川崎の中盤は背後の4枚が気になるのでプレスに行けなくなる。これは2点目にプレスに行きゴールを奪われたことも関係しているだろう。そうなると名古屋のDMFはフリーでボールを保持する事ができるようになる。そしてここで一度行うのが幅をとったSBにボールを預る事。これをする事でSHへの縦パスのコースを開ける事ができる。

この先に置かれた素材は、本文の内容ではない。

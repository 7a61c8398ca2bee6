use serde::{Deserialize, Serialize};

/// Error body returned by every endpoint
#[derive(Debug, Clone, Serialize, Deserialize)]
pub struct ErrorResponse {
    /// Error message
    pub error: String,
    /// Error code for programmatic handling
    #[serde(skip_serializing_if = "Option::is_none")]
    pub code: Option<String>,
}

impl ErrorResponse {
    pub fn new(error: impl Into<String>, code: &str) -> Self {
        Self {
            error: error.into(),
            code: Some(code.to_string()),
        }
    }
}
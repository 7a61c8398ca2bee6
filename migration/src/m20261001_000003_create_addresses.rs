//! Per-user delivery addresses with geocoded and manually refined pins

use sea_orm_migration::prelude::*;

use super::m20261001_000001_create_users::Users;

#[derive(DeriveMigrationName)]
pub struct Migration;

#[async_trait::async_trait]
impl MigrationTrait for Migration {
    async fn up(&self, manager: &SchemaManager) -> Result<(), DbErr> {
        manager
            .create_table(
                Table::create()
                    .table(Addresses::Table)
                    .if_not_exists()
                    .col(
                        ColumnDef::new(Addresses::Id)
                            .integer()
                            .not_null()
                            .auto_increment()
                            .primary_key(),
                    )
                    .col(ColumnDef::new(Addresses::UserId).integer().not_null())
                    .col(ColumnDef::new(Addresses::Street).string_len(255).not_null())
                    .col(ColumnDef::new(Addresses::City).string_len(100).not_null())
                    .col(ColumnDef::new(Addresses::Reference).text().null())
                    .col(ColumnDef::new(Addresses::Latitude).double().null())
                    .col(ColumnDef::new(Addresses::Longitude).double().null())
                    .col(ColumnDef::new(Addresses::RefinedLatitude).double().null())
                    .col(ColumnDef::new(Addresses::RefinedLongitude).double().null())
                    .col(
                        ColumnDef::new(Addresses::CreatedAt)
                            .timestamp_with_time_zone()
                            .not_null(),
                    )
                    .foreign_key(
                        ForeignKey::create()
                            .name("fk_addresses_user_id")
                            .from(Addresses::Table, Addresses::UserId)
                            .to(Users::Table, Users::Id)
                            .on_delete(ForeignKeyAction::Cascade),
                    )
                    .to_owned(),
            )
            .await?;

        manager
            .create_index(
                Index::create()
                    .name("idx_addresses_user_id")
                    .table(Addresses::Table)
                    .col(Addresses::UserId)
                    .to_owned(),
            )
            .await?;

        Ok(())
    }

    async fn down(&self, manager: &SchemaManager) -> Result<(), DbErr> {
        manager
            .drop_table(Table::drop().table(Addresses::Table).to_owned())
            .await
    }
}

#[derive(DeriveIden)]
pub(crate) enum Addresses {
    Table,
    Id,
    UserId,
    Street,
    City,
    Reference,
    Latitude,
    Longitude,
    RefinedLatitude,
    RefinedLongitude,
    CreatedAt,
}
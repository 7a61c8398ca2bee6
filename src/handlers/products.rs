//! Catalog endpoints. Listing and lookup are public.

use axum::{
    extract::{rejection::JsonRejection, Path, Query, State},
    http::{header::HeaderMap, StatusCode},
    Json,
};
use tracing::info;

use crate::handlers::auth::require_actor;
use crate::handlers::{json_body, map_service_error, ApiError};
use crate::models::product::{
    CreateProductRequest, ProductListQuery, ProductResponse, UpdateProductRequest,
};
use crate::AppState;

pub async fn list_products(
    State(state): State<AppState>,
    Query(query): Query<ProductListQuery>,
) -> Result<Json<Vec<ProductResponse>>, ApiError> {
    let products = state
        .catalog
        .list_products(query.category.as_deref())
        .await
        .map_err(map_service_error)?;

    Ok(Json(products.into_iter().map(ProductResponse::from).collect()))
}

pub async fn get_product(
    State(state): State<AppState>,
    Path(product_id): Path<i32>,
) -> Result<Json<ProductResponse>, ApiError> {
    let product = state
        .catalog
        .get_product(product_id)
        .await
        .map_err(map_service_error)?;

    Ok(Json(product.into()))
}

pub async fn create_product(
    State(state): State<AppState>,
    headers: HeaderMap,
    payload: Result<Json<CreateProductRequest>, JsonRejection>,
) -> Result<(StatusCode, Json<ProductResponse>), ApiError> {
    let actor = require_actor(&state, &headers).await?;
    let payload = json_body(payload)?;
    info!(actor_id = actor.user_id, name = %payload.name, "Create product request received");

    let product = state
        .catalog
        .create_product(&actor, payload.into())
        .await
        .map_err(map_service_error)?;

    Ok((StatusCode::CREATED, Json(product.into())))
}

pub async fn update_product(
    State(state): State<AppState>,
    headers: HeaderMap,
    Path(product_id): Path<i32>,
    payload: Result<Json<UpdateProductRequest>, JsonRejection>,
) -> Result<Json<ProductResponse>, ApiError> {
    let actor = require_actor(&state, &headers).await?;
    let payload = json_body(payload)?;

    let product = state
        .catalog
        .update_product(&actor, product_id, payload.into())
        .await
        .map_err(map_service_error)?;

    Ok(Json(product.into()))
}

pub async fn delete_product(
    State(state): State<AppState>,
    headers: HeaderMap,
    Path(product_id): Path<i32>,
) -> Result<StatusCode, ApiError> {
    let actor = require_actor(&state, &headers).await?;

    state
        .catalog
        .delete_product(&actor, product_id)
        .await
        .map_err(map_service_error)?;

    Ok(StatusCode::NO_CONTENT)
}
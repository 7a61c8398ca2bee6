//! Orders. Never hard-deleted; `version` guards against lost updates.

use sea_orm_migration::prelude::*;

use super::m20261001_000001_create_users::Users;
use super::m20261001_000003_create_addresses::Addresses;

#[derive(DeriveMigrationName)]
pub struct Migration;

#[async_trait::async_trait]
impl MigrationTrait for Migration {
    async fn up(&self, manager: &SchemaManager) -> Result<(), DbErr> {
        manager
            .create_table(
                Table::create()
                    .table(Orders::Table)
                    .if_not_exists()
                    .col(
                        ColumnDef::new(Orders::Id)
                            .integer()
                            .not_null()
                            .auto_increment()
                            .primary_key(),
                    )
                    .col(ColumnDef::new(Orders::UserId).integer().not_null())
                    .col(ColumnDef::new(Orders::Total).decimal_len(12, 2).not_null())
                    .col(
                        ColumnDef::new(Orders::Status)
                            .string_len(30)
                            .not_null()
                            .default("Pedido"),
                    )
                    .col(ColumnDef::new(Orders::AddressId).integer().null())
                    .col(ColumnDef::new(Orders::DeliveryDate).string_len(100).null())
                    .col(ColumnDef::new(Orders::PaymentDueDate).string_len(100).null())
                    .col(ColumnDef::new(Orders::DeliveryUserId).integer().null())
                    .col(
                        ColumnDef::new(Orders::Version)
                            .integer()
                            .not_null()
                            .default(1),
                    )
                    .col(
                        ColumnDef::new(Orders::CreatedAt)
                            .timestamp_with_time_zone()
                            .not_null(),
                    )
                    .col(
                        ColumnDef::new(Orders::UpdatedAt)
                            .timestamp_with_time_zone()
                            .not_null(),
                    )
                    .foreign_key(
                        ForeignKey::create()
                            .name("fk_orders_user_id")
                            .from(Orders::Table, Orders::UserId)
                            .to(Users::Table, Users::Id)
                            .on_delete(ForeignKeyAction::Restrict),
                    )
                    .foreign_key(
                        ForeignKey::create()
                            .name("fk_orders_address_id")
                            .from(Orders::Table, Orders::AddressId)
                            .to(Addresses::Table, Addresses::Id)
                            .on_delete(ForeignKeyAction::Restrict),
                    )
                    .foreign_key(
                        ForeignKey::create()
                            .name("fk_orders_delivery_user_id")
                            .from(Orders::Table, Orders::DeliveryUserId)
                            .to(Users::Table, Users::Id)
                            .on_delete(ForeignKeyAction::SetNull),
                    )
                    .to_owned(),
            )
            .await?;

        // Client history: orders by owner, newest first
        manager
            .create_index(
                Index::create()
                    .name("idx_orders_user_created")
                    .table(Orders::Table)
                    .col(Orders::UserId)
                    .col(Orders::CreatedAt)
                    .to_owned(),
            )
            .await?;

        // Staff panels filter by status and by assignee
        manager
            .create_index(
                Index::create()
                    .name("idx_orders_status")
                    .table(Orders::Table)
                    .col(Orders::Status)
                    .to_owned(),
            )
            .await?;

        manager
            .create_index(
                Index::create()
                    .name("idx_orders_delivery_user_id")
                    .table(Orders::Table)
                    .col(Orders::DeliveryUserId)
                    .to_owned(),
            )
            .await?;

        Ok(())
    }

    async fn down(&self, manager: &SchemaManager) -> Result<(), DbErr> {
        manager
            .drop_table(Table::drop().table(Orders::Table).to_owned())
            .await
    }
}

#[derive(DeriveIden)]
pub(crate) enum Orders {
    Table,
    Id,
    UserId,
    Total,
    Status,
    AddressId,
    DeliveryDate,
    PaymentDueDate,
    DeliveryUserId,
    Version,
    CreatedAt,
    UpdatedAt,
}
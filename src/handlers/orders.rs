//! Order workflow endpoints
//!
//! POST  /orders
//! GET   /orders?status=
//! GET   /orders/{id}
//! GET   /orders/user/{user_id}
//! GET   /orders/delivery/{user_id}
//! PATCH /orders/{id}           status change or item revision
//! PATCH /orders/{id}/assign
//! PATCH /orders/{id}/status
//! PATCH /orders/{id}/confirm

use axum::{
    extract::{rejection::JsonRejection, Path, Query, State},
    http::{header::HeaderMap, StatusCode},
    Json,
};
use tracing::info;

use crate::handlers::auth::require_actor;
use crate::handlers::{json_body, map_service_error, ApiError};
use crate::models::order::{
    AssignDeliveryRequest, CreateOrderRequest, OrderListQuery, OrderResponse, OrderStatus,
    PatchOrderRequest, UpdateStatusRequest,
};
use crate::services::error::ServiceError;
use crate::services::order_workflow::{OrderDetails, Revision};
use crate::AppState;

fn to_responses(orders: Vec<OrderDetails>) -> Vec<OrderResponse> {
    orders.into_iter().map(OrderResponse::from).collect()
}

/// Checkout
pub async fn create_order(
    State(state): State<AppState>,
    headers: HeaderMap,
    payload: Result<Json<CreateOrderRequest>, JsonRejection>,
) -> Result<(StatusCode, Json<OrderResponse>), ApiError> {
    let actor = require_actor(&state, &headers).await?;
    let payload = json_body(payload)?;

    info!(
        actor_id = actor.user_id,
        user_id = payload.user_id,
        items = payload.items.len(),
        "Create order request received"
    );

    let details = state
        .orders
        .create_order(&actor, payload.into())
        .await
        .map_err(map_service_error)?;

    Ok((StatusCode::CREATED, Json(details.into())))
}

/// Staff listing, optionally filtered by status
pub async fn list_orders(
    State(state): State<AppState>,
    headers: HeaderMap,
    Query(query): Query<OrderListQuery>,
) -> Result<Json<Vec<OrderResponse>>, ApiError> {
    let actor = require_actor(&state, &headers).await?;

    let status = query
        .status
        .as_deref()
        .filter(|s| !s.trim().is_empty())
        .map(str::parse::<OrderStatus>)
        .transpose()
        .map_err(|e| map_service_error(ServiceError::Validation(e)))?;

    let orders = state
        .orders
        .list_orders(&actor, status)
        .await
        .map_err(map_service_error)?;

    Ok(Json(to_responses(orders)))
}

pub async fn get_order(
    State(state): State<AppState>,
    headers: HeaderMap,
    Path(order_id): Path<i32>,
) -> Result<Json<OrderResponse>, ApiError> {
    let actor = require_actor(&state, &headers).await?;

    let details = state
        .orders
        .find_one(&actor, order_id)
        .await
        .map_err(map_service_error)?;

    Ok(Json(details.into()))
}

/// A client's order history, newest first
pub async fn get_user_orders(
    State(state): State<AppState>,
    headers: HeaderMap,
    Path(user_id): Path<i32>,
) -> Result<Json<Vec<OrderResponse>>, ApiError> {
    let actor = require_actor(&state, &headers).await?;

    let orders = state
        .orders
        .find_by_user(&actor, user_id)
        .await
        .map_err(map_service_error)?;

    Ok(Json(to_responses(orders)))
}

/// Orders assigned to a delivery user
pub async fn get_delivery_orders(
    State(state): State<AppState>,
    headers: HeaderMap,
    Path(user_id): Path<i32>,
) -> Result<Json<Vec<OrderResponse>>, ApiError> {
    let actor = require_actor(&state, &headers).await?;

    let orders = state
        .orders
        .find_by_delivery_user(&actor, user_id)
        .await
        .map_err(map_service_error)?;

    Ok(Json(to_responses(orders)))
}

/// Generic update used by the admin panel: either `{status}` or
/// `{items, total?, motivo?}`
pub async fn patch_order(
    State(state): State<AppState>,
    headers: HeaderMap,
    Path(order_id): Path<i32>,
    payload: Result<Json<PatchOrderRequest>, JsonRejection>,
) -> Result<Json<OrderResponse>, ApiError> {
    let actor = require_actor(&state, &headers).await?;
    let payload = json_body(payload)?;
    payload
        .validate()
        .map_err(|e| map_service_error(ServiceError::Validation(e)))?;

    let PatchOrderRequest {
        status,
        items,
        total,
        reason,
        expected_version,
    } = payload;

    let result = match (status, items) {
        (Some(status), _) => {
            info!(order_id = order_id, actor_id = actor.user_id, status = %status, "Order status patch received");
            state
                .orders
                .update_status(&actor, order_id, &status, expected_version)
                .await
        }
        (None, Some(items)) => {
            info!(order_id = order_id, actor_id = actor.user_id, items = items.len(), "Order items patch received");
            let revision = Revision {
                items: items.into_iter().map(Into::into).collect(),
                reason,
                client_total: total,
                expected_version,
            };
            state.orders.revise_items(&actor, order_id, revision).await
        }
        (None, None) => Err(ServiceError::Validation("nothing to update".to_string())),
    };

    Ok(Json(result.map_err(map_service_error)?.into()))
}

pub async fn assign_delivery(
    State(state): State<AppState>,
    headers: HeaderMap,
    Path(order_id): Path<i32>,
    payload: Result<Json<AssignDeliveryRequest>, JsonRejection>,
) -> Result<Json<OrderResponse>, ApiError> {
    let actor = require_actor(&state, &headers).await?;
    let payload = json_body(payload)?;

    info!(
        order_id = order_id,
        actor_id = actor.user_id,
        delivery_user_id = ?payload.delivery_user_id,
        "Assign delivery request received"
    );

    let details = state
        .orders
        .assign_delivery(&actor, order_id, payload.delivery_user_id, payload.expected_version)
        .await
        .map_err(map_service_error)?;

    Ok(Json(details.into()))
}

pub async fn update_status(
    State(state): State<AppState>,
    headers: HeaderMap,
    Path(order_id): Path<i32>,
    payload: Result<Json<UpdateStatusRequest>, JsonRejection>,
) -> Result<Json<OrderResponse>, ApiError> {
    let actor = require_actor(&state, &headers).await?;
    let payload = json_body(payload)?;

    info!(
        order_id = order_id,
        actor_id = actor.user_id,
        status = %payload.status,
        "Status update request received"
    );

    let details = state
        .orders
        .update_status(&actor, order_id, &payload.status, payload.expected_version)
        .await
        .map_err(map_service_error)?;

    Ok(Json(details.into()))
}

/// Client confirms the order was received
pub async fn confirm_receipt(
    State(state): State<AppState>,
    headers: HeaderMap,
    Path(order_id): Path<i32>,
) -> Result<Json<OrderResponse>, ApiError> {
    let actor = require_actor(&state, &headers).await?;

    let details = state
        .orders
        .confirm_receipt(&actor, order_id)
        .await
        .map_err(map_service_error)?;

    Ok(Json(details.into()))
}
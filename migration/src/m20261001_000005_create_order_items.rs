//! Order line items. Deleted with their order; a removed product leaves
//! the line in place with a NULL product reference.

use sea_orm_migration::prelude::*;

use super::m20261001_000002_create_products::Products;
use super::m20261001_000004_create_orders::Orders;

#[derive(DeriveMigrationName)]
pub struct Migration;

#[async_trait::async_trait]
impl MigrationTrait for Migration {
    async fn up(&self, manager: &SchemaManager) -> Result<(), DbErr> {
        manager
            .create_table(
                Table::create()
                    .table(OrderItems::Table)
                    .if_not_exists()
                    .col(
                        ColumnDef::new(OrderItems::Id)
                            .integer()
                            .not_null()
                            .auto_increment()
                            .primary_key(),
                    )
                    .col(ColumnDef::new(OrderItems::OrderId).integer().not_null())
                    .col(ColumnDef::new(OrderItems::ProductId).integer().null())
                    .col(ColumnDef::new(OrderItems::Quantity).integer().not_null())
                    .col(
                        ColumnDef::new(OrderItems::PriceAtTime)
                            .decimal_len(10, 2)
                            .not_null(),
                    )
                    .foreign_key(
                        ForeignKey::create()
                            .name("fk_order_items_order_id")
                            .from(OrderItems::Table, OrderItems::OrderId)
                            .to(Orders::Table, Orders::Id)
                            .on_delete(ForeignKeyAction::Cascade)
                            .on_update(ForeignKeyAction::Cascade),
                    )
                    .foreign_key(
                        ForeignKey::create()
                            .name("fk_order_items_product_id")
                            .from(OrderItems::Table, OrderItems::ProductId)
                            .to(Products::Table, Products::Id)
                            .on_delete(ForeignKeyAction::SetNull),
                    )
                    .to_owned(),
            )
            .await?;

        manager
            .create_index(
                Index::create()
                    .name("idx_order_items_order_id")
                    .table(OrderItems::Table)
                    .col(OrderItems::OrderId)
                    .to_owned(),
            )
            .await?;

        Ok(())
    }

    async fn down(&self, manager: &SchemaManager) -> Result<(), DbErr> {
        manager
            .drop_table(Table::drop().table(OrderItems::Table).to_owned())
            .await
    }
}

#[derive(DeriveIden)]
enum OrderItems {
    Table,
    Id,
    OrderId,
    ProductId,
    Quantity,
    PriceAtTime,
}
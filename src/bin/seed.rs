// src/bin/seed.rs

use std::env;
use std::fs;

use chrono::Utc;
use rust_decimal::Decimal;
use sea_orm::{ActiveModelTrait, ColumnTrait, Database, DatabaseConnection, EntityTrait, QueryFilter, Set};
use serde::Deserialize;

use bakery_backend::entities::{prelude::*, products, users};
use bakery_backend::models::user::Role;
use bakery_backend::services::price_utils::check_price;

#[derive(Debug, Deserialize)]
struct SeedFile {
    #[serde(default)]
    users: Vec<SeedUser>,
    #[serde(default)]
    products: Vec<SeedProduct>,
}

#[derive(Debug, Deserialize)]
#[serde(rename_all = "camelCase")]
struct SeedUser {
    email: String,
    full_name: String,
    #[serde(default)]
    phone: Option<String>,
    #[serde(default = "default_role")]
    role: Role,
}

fn default_role() -> Role {
    Role::Client
}

#[derive(Debug, Deserialize)]
struct SeedProduct {
    name: String,
    category: String,
    price: Decimal,
    #[serde(default)]
    image: Option<String>,
}

#[derive(Debug, Default)]
struct SeedResult {
    imported: usize,
    skipped: usize,
}

#[tokio::main]
async fn main() -> Result<(), Box<dyn std::error::Error>> {
    dotenvy::dotenv().ok();

    // Usage: cargo run --bin seed -- seed.json
    let args: Vec<String> = env::args().collect();
    if args.len() < 2 {
        eprintln!("Usage: {} <seed.json>", args[0]);
        std::process::exit(1);
    }

    let database_url = env::var("DATABASE_URL").map_err(|_| "DATABASE_URL must be set")?;
    let db = Database::connect(&database_url).await?;

    let raw = fs::read_to_string(&args[1])?;
    let seed: SeedFile = serde_json::from_str(&raw)?;
    println!(" Found {} users and {} products in {}", seed.users.len(), seed.products.len(), args[1]);

    let user_result = seed_users(&db, seed.users).await?;
    let product_result = seed_products(&db, seed.products).await?;

    println!("\n Seed complete!");
    println!("    Users imported: {} (skipped: {})", user_result.imported, user_result.skipped);
    println!("    Products imported: {} (skipped: {})", product_result.imported, product_result.skipped);

    Ok(())
}

/// Users are keyed by email
async fn seed_users(db: &DatabaseConnection, entries: Vec<SeedUser>) -> Result<SeedResult, sea_orm::DbErr> {
    let mut result = SeedResult::default();

    for entry in entries {
        let email = entry.email.trim().to_lowercase();
        let existing = Users::find()
            .filter(users::Column::Email.eq(email.as_str()))
            .one(db)
            .await?;
        if existing.is_some() {
            result.skipped += 1;
            continue;
        }

        users::ActiveModel {
            email: Set(email),
            full_name: Set(entry.full_name.trim().to_string()),
            phone: Set(entry.phone),
            role: Set(entry.role.to_string()),
            created_at: Set(Utc::now()),
            ..Default::default()
        }
        .insert(db)
        .await?;
        result.imported += 1;
    }

    Ok(result)
}

/// Products are keyed by (category, name)
async fn seed_products(db: &DatabaseConnection, entries: Vec<SeedProduct>) -> Result<SeedResult, sea_orm::DbErr> {
    let mut result = SeedResult::default();

    for entry in entries {
        let existing = Products::find()
            .filter(products::Column::Name.eq(entry.name.trim()))
            .filter(products::Column::Category.eq(entry.category.trim()))
            .one(db)
            .await?;
        if existing.is_some() {
            result.skipped += 1;
            continue;
        }
        let price = match check_price(entry.price) {
            Ok(price) => price,
            Err(e) => {
                eprintln!("    Skipping '{}': {}", entry.name, e);
                result.skipped += 1;
                continue;
            }
        };

        let now = Utc::now();
        products::ActiveModel {
            name: Set(entry.name.trim().to_string()),
            category: Set(entry.category.trim().to_string()),
            price: Set(price),
            image: Set(entry.image),
            created_at: Set(now),
            updated_at: Set(now),
            ..Default::default()
        }
        .insert(db)
        .await?;
        result.imported += 1;
    }

    Ok(result)
}
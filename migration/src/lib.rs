pub use sea_orm_migration::prelude::*;

mod m20261001_000001_create_users;
mod m20261001_000002_create_products;
mod m20261001_000003_create_addresses;
mod m20261001_000004_create_orders;
mod m20261001_000005_create_order_items;
mod m20261001_000006_create_order_notes;

pub struct Migrator;

#[async_trait::async_trait]
impl MigratorTrait for Migrator {
    fn migrations() -> Vec<Box<dyn MigrationTrait>> {
        vec![
            Box::new(m20261001_000001_create_users::Migration),
            Box::new(m20261001_000002_create_products::Migration),
            Box::new(m20261001_000003_create_addresses::Migration),
            Box::new(m20261001_000004_create_orders::Migration),
            Box::new(m20261001_000005_create_order_items::Migration),
            Box::new(m20261001_000006_create_order_notes::Migration),
        ]
    }
}
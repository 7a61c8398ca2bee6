#![allow(dead_code)]

use bakery_backend::entities::{addresses, products, users};
use bakery_backend::models::user::Role;
use bakery_backend::services::policy::Actor;
use bakery_backend::AppState;
use chrono::Utc;
use migration::{Migrator, MigratorTrait};
use rust_decimal::Decimal;
use sea_orm::{ActiveModelTrait, ConnectOptions, Database, DatabaseConnection, DbErr, Set};

/// Set up a fresh in-memory database with all migrations applied.
/// SQLite keeps one connection so every query sees the same database.
pub async fn setup_test_db() -> Result<DatabaseConnection, DbErr> {
    let mut options = ConnectOptions::new("sqlite::memory:");
    options.max_connections(1).min_connections(1).sqlx_logging(false);

    let db = Database::connect(options).await?;
    Migrator::up(&db, None).await?;
    Ok(db)
}

pub async fn setup_state() -> AppState {
    let db = setup_test_db().await.expect("Failed to set up test DB");
    AppState::new(db)
}

pub async fn insert_user(db: &DatabaseConnection, email: &str, role: Role) -> Actor {
    let user = users::ActiveModel {
        email: Set(email.to_string()),
        full_name: Set(email.split('@').next().unwrap_or(email).to_string()),
        phone: Set(None),
        role: Set(role.to_string()),
        created_at: Set(Utc::now()),
        ..Default::default()
    }
    .insert(db)
    .await
    .expect("Failed to insert user");

    Actor::new(user.id, role)
}

pub async fn insert_product(db: &DatabaseConnection, name: &str, price: Decimal) -> products::Model {
    let now = Utc::now();
    products::ActiveModel {
        name: Set(name.to_string()),
        category: Set("Panes".to_string()),
        price: Set(price),
        image: Set(None),
        created_at: Set(now),
        updated_at: Set(now),
        ..Default::default()
    }
    .insert(db)
    .await
    .expect("Failed to insert product")
}

pub async fn insert_address(db: &DatabaseConnection, user_id: i32) -> addresses::Model {
    addresses::ActiveModel {
        user_id: Set(user_id),
        street: Set("Jr. Junín 456".to_string()),
        city: Set("Lima".to_string()),
        reference: Set(Some("Frente al parque".to_string())),
        latitude: Set(Some(-12.0464)),
        longitude: Set(Some(-77.0428)),
        refined_latitude: Set(None),
        refined_longitude: Set(None),
        created_at: Set(Utc::now()),
        ..Default::default()
    }
    .insert(db)
    .await
    .expect("Failed to insert address")
}

/// The usual cast: a client, an admin, a baker and a rider, plus two
/// products priced 10 and 5
pub struct Fixture {
    pub state: AppState,
    pub client: Actor,
    pub admin: Actor,
    pub baker: Actor,
    pub rider: Actor,
    pub bread: products::Model,
    pub alfajor: products::Model,
}

pub async fn fixture() -> Fixture {
    let state = setup_state().await;
    let db = &state.db;

    let client = insert_user(db, "ana@correo.pe", Role::Client).await;
    let admin = insert_user(db, "rosa@panaderia.pe", Role::Admin).await;
    let baker = insert_user(db, "jorge@panaderia.pe", Role::Production).await;
    let rider = insert_user(db, "luis@panaderia.pe", Role::Delivery).await;
    let bread = insert_product(db, "Pan francés", Decimal::from(10)).await;
    let alfajor = insert_product(db, "Alfajor", Decimal::from(5)).await;

    Fixture {
        state,
        client,
        admin,
        baker,
        rider,
        bread,
        alfajor,
    }
}
//! HTTP handlers. Each handler resolves the acting user, calls one service
//! operation and maps [`ServiceError`] onto a status code and
//! [`ErrorResponse`] body.

pub mod addresses;
pub mod auth;
pub mod health;
pub mod orders;
pub mod products;
pub mod users;

use axum::{extract::rejection::JsonRejection, http::StatusCode, Json};
use tracing::{error, warn};

use crate::models::common::ErrorResponse;
use crate::services::error::ServiceError;

pub type ApiError = (StatusCode, Json<ErrorResponse>);

pub fn map_service_error(err: ServiceError) -> ApiError {
    let status = match &err {
        ServiceError::NotFound(_) => StatusCode::NOT_FOUND,
        ServiceError::Validation(_) => StatusCode::BAD_REQUEST,
        ServiceError::InvalidTransition(_) => StatusCode::UNPROCESSABLE_ENTITY,
        ServiceError::Forbidden(_) => StatusCode::FORBIDDEN,
        ServiceError::Conflict(_) => StatusCode::CONFLICT,
        ServiceError::Database(_) => StatusCode::INTERNAL_SERVER_ERROR,
    };

    if status.is_server_error() {
        error!(error = %err, "Request failed");
        return (
            status,
            Json(ErrorResponse::new("Internal server error", err.code())),
        );
    }

    warn!(code = err.code(), error = %err, "Request rejected");
    (status, Json(ErrorResponse::new(err.to_string(), err.code())))
}

/// Unwrap a JSON body, reporting malformed payloads as validation errors
pub fn json_body<T>(payload: Result<Json<T>, JsonRejection>) -> Result<T, ApiError> {
    match payload {
        Ok(Json(value)) => Ok(value),
        Err(rejection) => {
            warn!(error = %rejection.body_text(), "Malformed request body");
            Err((
                StatusCode::BAD_REQUEST,
                Json(ErrorResponse::new(rejection.body_text(), "VALIDATION_ERROR")),
            ))
        }
    }
}
//! Address book request/response models

use chrono::{DateTime, Utc};
use serde::{Deserialize, Serialize};

use crate::entities::addresses;
use crate::services::address_book::NewAddress;

/// POST /users/{id}/addresses body
#[derive(Debug, Clone, Serialize, Deserialize)]
#[serde(rename_all = "camelCase")]
pub struct CreateAddressRequest {
    pub street: String,
    pub city: String,
    #[serde(default)]
    pub reference: Option<String>,
    #[serde(default)]
    pub latitude: Option<f64>,
    #[serde(default)]
    pub longitude: Option<f64>,
    /// Manual pin placed by the client on the map
    #[serde(default)]
    pub refined_latitude: Option<f64>,
    #[serde(default)]
    pub refined_longitude: Option<f64>,
}

impl From<CreateAddressRequest> for NewAddress {
    fn from(req: CreateAddressRequest) -> Self {
        Self {
            street: req.street,
            city: req.city,
            reference: req.reference,
            latitude: req.latitude,
            longitude: req.longitude,
            refined_latitude: req.refined_latitude,
            refined_longitude: req.refined_longitude,
        }
    }
}

#[derive(Debug, Clone, Serialize, Deserialize)]
#[serde(rename_all = "camelCase")]
pub struct AddressResponse {
    pub id: i32,
    pub user_id: i32,
    pub street: String,
    pub city: String,
    pub reference: Option<String>,
    pub latitude: Option<f64>,
    pub longitude: Option<f64>,
    pub refined_latitude: Option<f64>,
    pub refined_longitude: Option<f64>,
    pub created_at: DateTime<Utc>,
}

impl From<addresses::Model> for AddressResponse {
    fn from(model: addresses::Model) -> Self {
        Self {
            id: model.id,
            user_id: model.user_id,
            street: model.street,
            city: model.city,
            reference: model.reference,
            latitude: model.latitude,
            longitude: model.longitude,
            refined_latitude: model.refined_latitude,
            refined_longitude: model.refined_longitude,
            created_at: model.created_at,
        }
    }
}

そして三角形をしっかりと形成しているので縦パスを入れると簡単に突破が可能になる。この形で試合を決める3点目を奪っている。まさにグランパスらしいゴールで三角形がいかに重要かを再認識できる場面だった。
3点目(動画)
名古屋のゴール。三角形の重要性がよくわかるゴールです。この前のシーンもこの形で抜け出してます。いつもよりSBがHSにいる事が少ない様に感じました。この狙いがあったからだと思います。本当に良いゴール。#Jリーグ #名古屋グランパス #グランパス #サッカー #ポジショニング pic.twitter.com/DMEWUV3rFY
— サッカー戦術分析 ~Football LAB~ (@jHgW2UrDVwTxdFs) August 11, 2019
まとめ
予想もしない展開でとてもスリリングな試合だったのではないだろうか。ボールも人も動き、そして基本技術の高い名古屋グランパスの良いところが出た試合だった。なかなか勝てない中で、王者川崎フロンターレ相手に無失点、そして3ゴールを奪っての勝利はのちのリーグ戦の戦いにさらなる自信をつけて臨むことのできる結果だろう。果たしてここから上位に絡む事ができるのか。とても楽しみだ。